** Opening Records for this exercise block **

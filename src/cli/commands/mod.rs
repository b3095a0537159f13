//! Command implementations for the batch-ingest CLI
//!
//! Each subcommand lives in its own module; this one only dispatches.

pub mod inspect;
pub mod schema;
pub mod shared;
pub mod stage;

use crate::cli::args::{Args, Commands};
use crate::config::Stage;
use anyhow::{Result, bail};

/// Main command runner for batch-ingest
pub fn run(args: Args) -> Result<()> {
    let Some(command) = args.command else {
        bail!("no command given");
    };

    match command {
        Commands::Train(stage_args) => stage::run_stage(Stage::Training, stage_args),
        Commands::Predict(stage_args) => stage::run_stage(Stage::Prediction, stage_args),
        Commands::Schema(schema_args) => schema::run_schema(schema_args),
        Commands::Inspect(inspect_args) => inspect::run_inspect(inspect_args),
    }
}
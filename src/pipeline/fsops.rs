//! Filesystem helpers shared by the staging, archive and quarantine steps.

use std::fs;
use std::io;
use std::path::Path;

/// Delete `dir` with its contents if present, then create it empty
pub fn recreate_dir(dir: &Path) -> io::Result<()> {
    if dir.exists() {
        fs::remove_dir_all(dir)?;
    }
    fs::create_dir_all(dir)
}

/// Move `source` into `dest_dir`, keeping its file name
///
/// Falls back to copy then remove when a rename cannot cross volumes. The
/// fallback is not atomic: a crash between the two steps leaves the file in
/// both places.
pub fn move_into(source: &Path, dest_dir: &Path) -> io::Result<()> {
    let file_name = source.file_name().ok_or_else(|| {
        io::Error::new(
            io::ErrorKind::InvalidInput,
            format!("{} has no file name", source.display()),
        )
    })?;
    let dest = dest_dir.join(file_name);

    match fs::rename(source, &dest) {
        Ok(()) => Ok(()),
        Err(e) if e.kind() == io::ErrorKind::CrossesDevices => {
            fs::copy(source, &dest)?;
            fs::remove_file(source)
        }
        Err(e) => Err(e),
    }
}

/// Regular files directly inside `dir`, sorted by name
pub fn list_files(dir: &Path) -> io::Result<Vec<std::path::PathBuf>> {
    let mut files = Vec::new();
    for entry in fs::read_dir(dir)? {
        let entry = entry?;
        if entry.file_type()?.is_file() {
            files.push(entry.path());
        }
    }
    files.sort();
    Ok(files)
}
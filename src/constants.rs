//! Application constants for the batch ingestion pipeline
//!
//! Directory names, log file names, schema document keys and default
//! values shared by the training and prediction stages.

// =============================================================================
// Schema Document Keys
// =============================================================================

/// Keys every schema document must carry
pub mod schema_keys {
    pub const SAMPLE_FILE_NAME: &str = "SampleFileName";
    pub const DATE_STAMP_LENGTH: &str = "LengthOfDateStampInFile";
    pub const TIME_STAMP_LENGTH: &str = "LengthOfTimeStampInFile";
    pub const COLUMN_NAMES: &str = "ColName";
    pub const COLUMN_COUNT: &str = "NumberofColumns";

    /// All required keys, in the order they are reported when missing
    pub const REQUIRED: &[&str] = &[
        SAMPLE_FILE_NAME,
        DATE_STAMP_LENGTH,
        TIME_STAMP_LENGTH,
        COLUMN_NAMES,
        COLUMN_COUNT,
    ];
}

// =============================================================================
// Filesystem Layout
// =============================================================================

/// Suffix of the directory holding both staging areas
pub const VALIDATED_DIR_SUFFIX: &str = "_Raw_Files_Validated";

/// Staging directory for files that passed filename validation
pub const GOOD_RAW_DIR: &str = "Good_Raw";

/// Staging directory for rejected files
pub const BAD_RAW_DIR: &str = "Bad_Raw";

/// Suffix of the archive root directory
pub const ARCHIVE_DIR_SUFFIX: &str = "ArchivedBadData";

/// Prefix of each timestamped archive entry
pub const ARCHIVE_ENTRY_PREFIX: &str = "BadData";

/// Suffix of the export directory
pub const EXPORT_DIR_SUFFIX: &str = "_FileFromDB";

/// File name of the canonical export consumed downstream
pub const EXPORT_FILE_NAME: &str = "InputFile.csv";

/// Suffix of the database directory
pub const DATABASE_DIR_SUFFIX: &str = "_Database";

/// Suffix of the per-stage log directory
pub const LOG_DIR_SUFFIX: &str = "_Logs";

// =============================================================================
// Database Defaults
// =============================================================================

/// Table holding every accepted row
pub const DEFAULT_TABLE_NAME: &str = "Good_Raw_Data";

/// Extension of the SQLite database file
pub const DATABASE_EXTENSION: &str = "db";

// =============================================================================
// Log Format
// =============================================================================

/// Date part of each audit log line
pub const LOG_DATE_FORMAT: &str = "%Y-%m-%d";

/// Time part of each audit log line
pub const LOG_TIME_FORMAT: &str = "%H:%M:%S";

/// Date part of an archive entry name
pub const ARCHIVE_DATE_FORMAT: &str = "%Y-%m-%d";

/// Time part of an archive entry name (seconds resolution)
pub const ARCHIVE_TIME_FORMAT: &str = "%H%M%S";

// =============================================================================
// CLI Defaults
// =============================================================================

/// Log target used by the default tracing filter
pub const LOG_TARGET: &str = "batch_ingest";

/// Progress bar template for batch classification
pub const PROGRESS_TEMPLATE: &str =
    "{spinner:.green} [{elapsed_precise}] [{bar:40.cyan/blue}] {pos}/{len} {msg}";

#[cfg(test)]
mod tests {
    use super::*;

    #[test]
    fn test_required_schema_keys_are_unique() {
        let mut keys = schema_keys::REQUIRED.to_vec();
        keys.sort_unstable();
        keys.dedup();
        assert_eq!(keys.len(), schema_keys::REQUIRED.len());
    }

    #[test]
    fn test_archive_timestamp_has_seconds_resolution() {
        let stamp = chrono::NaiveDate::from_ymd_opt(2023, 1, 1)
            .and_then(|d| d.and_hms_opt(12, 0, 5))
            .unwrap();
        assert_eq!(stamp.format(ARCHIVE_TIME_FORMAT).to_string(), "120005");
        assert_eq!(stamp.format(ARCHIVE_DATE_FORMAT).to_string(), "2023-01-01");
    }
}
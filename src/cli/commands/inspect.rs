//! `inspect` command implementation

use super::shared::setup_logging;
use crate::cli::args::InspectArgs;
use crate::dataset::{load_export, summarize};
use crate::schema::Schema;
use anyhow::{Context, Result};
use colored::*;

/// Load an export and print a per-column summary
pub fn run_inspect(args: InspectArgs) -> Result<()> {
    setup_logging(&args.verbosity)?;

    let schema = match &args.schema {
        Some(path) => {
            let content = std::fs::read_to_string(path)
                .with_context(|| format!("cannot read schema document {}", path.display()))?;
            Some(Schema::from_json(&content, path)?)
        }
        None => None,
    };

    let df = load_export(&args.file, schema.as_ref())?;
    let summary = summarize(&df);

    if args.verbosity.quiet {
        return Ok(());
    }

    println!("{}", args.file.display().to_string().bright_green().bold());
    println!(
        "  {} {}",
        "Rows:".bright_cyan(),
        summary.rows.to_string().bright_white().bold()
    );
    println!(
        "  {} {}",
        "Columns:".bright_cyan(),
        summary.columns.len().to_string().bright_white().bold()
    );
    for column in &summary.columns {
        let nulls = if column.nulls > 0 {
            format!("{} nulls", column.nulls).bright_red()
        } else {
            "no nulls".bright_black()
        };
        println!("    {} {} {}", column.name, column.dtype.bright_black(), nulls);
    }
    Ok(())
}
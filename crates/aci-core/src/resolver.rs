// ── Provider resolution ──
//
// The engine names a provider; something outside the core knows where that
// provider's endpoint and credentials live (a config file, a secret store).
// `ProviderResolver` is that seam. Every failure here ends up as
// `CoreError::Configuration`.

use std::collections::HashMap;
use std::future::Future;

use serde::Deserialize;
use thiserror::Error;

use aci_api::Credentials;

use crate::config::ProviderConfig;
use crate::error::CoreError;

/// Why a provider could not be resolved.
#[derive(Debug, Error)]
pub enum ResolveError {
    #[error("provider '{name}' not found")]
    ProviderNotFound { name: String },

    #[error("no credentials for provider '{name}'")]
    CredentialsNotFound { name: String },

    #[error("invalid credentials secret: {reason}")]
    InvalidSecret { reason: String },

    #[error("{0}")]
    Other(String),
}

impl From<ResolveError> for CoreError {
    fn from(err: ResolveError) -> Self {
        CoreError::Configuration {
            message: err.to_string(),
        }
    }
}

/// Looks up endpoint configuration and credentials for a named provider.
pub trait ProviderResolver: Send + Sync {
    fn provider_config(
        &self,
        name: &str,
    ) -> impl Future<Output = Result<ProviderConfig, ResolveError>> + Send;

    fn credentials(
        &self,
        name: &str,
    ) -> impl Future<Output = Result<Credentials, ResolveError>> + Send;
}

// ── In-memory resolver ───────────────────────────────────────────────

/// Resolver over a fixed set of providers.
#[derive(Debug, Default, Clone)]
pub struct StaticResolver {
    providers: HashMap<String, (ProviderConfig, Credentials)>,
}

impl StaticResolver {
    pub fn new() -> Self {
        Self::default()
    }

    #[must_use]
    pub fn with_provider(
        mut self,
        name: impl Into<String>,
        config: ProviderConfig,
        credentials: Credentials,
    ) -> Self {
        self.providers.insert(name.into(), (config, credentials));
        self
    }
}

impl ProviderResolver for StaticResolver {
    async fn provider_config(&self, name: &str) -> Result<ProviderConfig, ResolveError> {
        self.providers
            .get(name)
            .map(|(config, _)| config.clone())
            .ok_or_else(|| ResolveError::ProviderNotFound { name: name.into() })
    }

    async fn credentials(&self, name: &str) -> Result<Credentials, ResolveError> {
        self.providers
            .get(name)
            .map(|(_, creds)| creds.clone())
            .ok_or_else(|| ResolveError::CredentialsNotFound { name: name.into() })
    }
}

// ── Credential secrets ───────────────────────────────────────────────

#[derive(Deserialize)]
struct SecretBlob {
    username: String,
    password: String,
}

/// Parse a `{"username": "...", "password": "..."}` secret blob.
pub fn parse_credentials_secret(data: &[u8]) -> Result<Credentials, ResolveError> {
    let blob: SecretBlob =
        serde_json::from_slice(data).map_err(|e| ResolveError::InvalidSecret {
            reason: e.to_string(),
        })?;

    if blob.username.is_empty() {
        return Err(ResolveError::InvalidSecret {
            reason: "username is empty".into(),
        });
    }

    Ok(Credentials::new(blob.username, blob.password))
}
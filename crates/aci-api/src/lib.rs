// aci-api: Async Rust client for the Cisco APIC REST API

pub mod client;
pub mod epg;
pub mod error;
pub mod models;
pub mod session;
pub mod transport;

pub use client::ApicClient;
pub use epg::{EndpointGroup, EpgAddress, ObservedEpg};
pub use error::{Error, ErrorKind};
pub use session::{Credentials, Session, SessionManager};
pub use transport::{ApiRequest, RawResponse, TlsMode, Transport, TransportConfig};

** Closing Records for this exercise block **

__What you are asked to do__. Extract the lines of the preceding material that run from the line with "reported when missing" through the line with "pub const ARCHIVE_DATE_FORMAT: &str", inclusive, reproducing them exactly and adding nothing.

__Answer box__.
    /// All required keys, in the order they are reported when missing
    pub const REQUIRED: &[&str] = &[
        SAMPLE_FILE_NAME,
        DATE_STAMP_LENGTH,
        TIME_STAMP_LENGTH,
        COLUMN_NAMES,
        COLUMN_COUNT,
    ];
}

// =============================================================================
// Filesystem Layout
// =============================================================================

/// Suffix of the directory holding both staging areas
pub const VALIDATED_DIR_SUFFIX: &str = "_Raw_Files_Validated";

/// Staging directory for files that passed filename validation
pub const GOOD_RAW_DIR: &str = "Good_Raw";

/// Staging directory for rejected files
pub const BAD_RAW_DIR: &str = "Bad_Raw";

/// Suffix of the archive root directory
pub const ARCHIVE_DIR_SUFFIX: &str = "ArchivedBadData";

/// Prefix of each timestamped archive entry
pub const ARCHIVE_ENTRY_PREFIX: &str = "BadData";

/// Suffix of the export directory
pub const EXPORT_DIR_SUFFIX: &str = "_FileFromDB";

/// File name of the canonical export consumed downstream
pub const EXPORT_FILE_NAME: &str = "InputFile.csv";

/// Suffix of the database directory
pub const DATABASE_DIR_SUFFIX: &str = "_Database";

/// Suffix of the per-stage log directory
pub const LOG_DIR_SUFFIX: &str = "_Logs";

// =============================================================================
// Database Defaults
// =============================================================================

/// Table holding every accepted row
pub const DEFAULT_TABLE_NAME: &str = "Good_Raw_Data";

/// Extension of the SQLite database file
pub const DATABASE_EXTENSION: &str = "db";

// =============================================================================
// Log Format
// =============================================================================

/// Date part of each audit log line
pub const LOG_DATE_FORMAT: &str = "%Y-%m-%d";

/// Time part of each audit log line
pub const LOG_TIME_FORMAT: &str = "%H:%M:%S";

/// Date part of an archive entry name
pub const ARCHIVE_DATE_FORMAT: &str = "%Y-%m-%d";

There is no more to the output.